AVAILABLE RECORDS below:

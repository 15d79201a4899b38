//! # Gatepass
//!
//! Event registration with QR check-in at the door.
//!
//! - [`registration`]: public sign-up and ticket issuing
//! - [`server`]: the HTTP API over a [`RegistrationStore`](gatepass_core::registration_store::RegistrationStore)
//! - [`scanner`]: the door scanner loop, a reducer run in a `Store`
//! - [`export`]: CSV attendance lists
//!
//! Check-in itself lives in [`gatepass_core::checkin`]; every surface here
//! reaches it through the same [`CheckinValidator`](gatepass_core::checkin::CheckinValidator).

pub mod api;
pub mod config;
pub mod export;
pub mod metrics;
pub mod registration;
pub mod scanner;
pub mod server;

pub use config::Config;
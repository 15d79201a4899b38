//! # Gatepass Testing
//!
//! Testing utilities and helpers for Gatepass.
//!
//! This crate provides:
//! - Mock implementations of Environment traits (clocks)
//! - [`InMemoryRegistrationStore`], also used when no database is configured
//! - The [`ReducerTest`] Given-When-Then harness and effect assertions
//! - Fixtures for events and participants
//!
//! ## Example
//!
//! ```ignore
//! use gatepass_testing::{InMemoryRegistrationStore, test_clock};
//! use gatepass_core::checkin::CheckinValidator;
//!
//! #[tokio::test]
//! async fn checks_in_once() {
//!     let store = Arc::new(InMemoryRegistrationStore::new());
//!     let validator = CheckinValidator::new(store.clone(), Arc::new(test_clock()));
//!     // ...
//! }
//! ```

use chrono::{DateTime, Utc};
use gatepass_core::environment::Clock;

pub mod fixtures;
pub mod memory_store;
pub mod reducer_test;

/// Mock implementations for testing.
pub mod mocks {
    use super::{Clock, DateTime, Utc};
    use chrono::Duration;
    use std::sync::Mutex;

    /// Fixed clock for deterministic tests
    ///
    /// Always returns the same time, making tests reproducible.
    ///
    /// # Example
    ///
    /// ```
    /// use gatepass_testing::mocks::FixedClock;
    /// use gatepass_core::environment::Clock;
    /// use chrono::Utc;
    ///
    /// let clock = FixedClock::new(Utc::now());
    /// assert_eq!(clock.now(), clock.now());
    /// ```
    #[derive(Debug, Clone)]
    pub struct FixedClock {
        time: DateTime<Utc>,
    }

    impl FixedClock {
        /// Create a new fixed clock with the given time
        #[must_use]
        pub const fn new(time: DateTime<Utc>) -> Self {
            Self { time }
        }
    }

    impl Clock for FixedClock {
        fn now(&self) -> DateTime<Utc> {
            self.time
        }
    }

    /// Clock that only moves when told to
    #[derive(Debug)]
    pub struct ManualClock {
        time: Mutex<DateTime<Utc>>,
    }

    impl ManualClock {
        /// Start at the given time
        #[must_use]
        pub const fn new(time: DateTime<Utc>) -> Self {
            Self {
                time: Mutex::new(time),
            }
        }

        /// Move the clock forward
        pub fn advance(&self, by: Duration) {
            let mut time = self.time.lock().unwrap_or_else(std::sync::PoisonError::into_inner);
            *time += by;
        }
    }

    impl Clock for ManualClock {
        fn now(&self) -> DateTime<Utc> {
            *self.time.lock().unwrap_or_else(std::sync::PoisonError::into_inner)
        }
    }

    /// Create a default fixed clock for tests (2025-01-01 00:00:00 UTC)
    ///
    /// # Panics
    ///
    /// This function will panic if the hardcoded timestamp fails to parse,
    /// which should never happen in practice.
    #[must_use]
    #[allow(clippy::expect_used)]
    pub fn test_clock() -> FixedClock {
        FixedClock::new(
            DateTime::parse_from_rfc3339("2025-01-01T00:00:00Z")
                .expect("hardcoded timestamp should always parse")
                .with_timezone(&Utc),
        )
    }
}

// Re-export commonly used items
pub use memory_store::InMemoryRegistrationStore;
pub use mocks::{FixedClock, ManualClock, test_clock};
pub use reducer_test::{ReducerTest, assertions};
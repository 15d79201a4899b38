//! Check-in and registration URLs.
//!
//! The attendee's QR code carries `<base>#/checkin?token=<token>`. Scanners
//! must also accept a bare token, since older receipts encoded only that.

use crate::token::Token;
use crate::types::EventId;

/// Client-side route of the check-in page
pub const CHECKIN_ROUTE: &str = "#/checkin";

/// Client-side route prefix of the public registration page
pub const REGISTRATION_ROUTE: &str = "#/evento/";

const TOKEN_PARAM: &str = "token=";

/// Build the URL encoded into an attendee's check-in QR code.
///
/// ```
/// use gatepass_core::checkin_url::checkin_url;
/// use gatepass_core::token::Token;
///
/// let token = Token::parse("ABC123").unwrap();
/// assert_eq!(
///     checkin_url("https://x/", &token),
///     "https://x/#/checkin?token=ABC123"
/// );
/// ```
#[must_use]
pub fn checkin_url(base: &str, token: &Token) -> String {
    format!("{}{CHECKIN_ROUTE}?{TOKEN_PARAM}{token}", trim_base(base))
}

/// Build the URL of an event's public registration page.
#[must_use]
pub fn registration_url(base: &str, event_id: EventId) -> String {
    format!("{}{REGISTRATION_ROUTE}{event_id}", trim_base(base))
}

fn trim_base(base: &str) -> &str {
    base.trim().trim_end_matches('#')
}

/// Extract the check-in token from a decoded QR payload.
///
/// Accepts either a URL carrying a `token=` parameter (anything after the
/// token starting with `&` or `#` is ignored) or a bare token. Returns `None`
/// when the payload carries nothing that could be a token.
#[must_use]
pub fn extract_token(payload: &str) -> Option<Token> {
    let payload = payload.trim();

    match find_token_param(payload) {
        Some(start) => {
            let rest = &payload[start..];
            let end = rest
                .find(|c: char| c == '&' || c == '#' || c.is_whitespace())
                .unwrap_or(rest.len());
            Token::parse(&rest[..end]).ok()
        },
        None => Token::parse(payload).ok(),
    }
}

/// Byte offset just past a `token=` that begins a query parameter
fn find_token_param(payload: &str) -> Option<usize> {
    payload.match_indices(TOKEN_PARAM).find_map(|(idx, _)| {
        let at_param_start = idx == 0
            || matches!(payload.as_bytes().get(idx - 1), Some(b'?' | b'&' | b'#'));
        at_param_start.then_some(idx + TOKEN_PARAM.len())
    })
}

End of AVAILABLE RECORDS.

TASK TO CARRY OUT →
Your answer should be the lines above that contain the word "None", copied out.

OUTPUT FOR THIS TASK →
/// token starting with `&` or `#` is ignored) or a bare token. Returns `None`
        None => Token::parse(payload).ok(),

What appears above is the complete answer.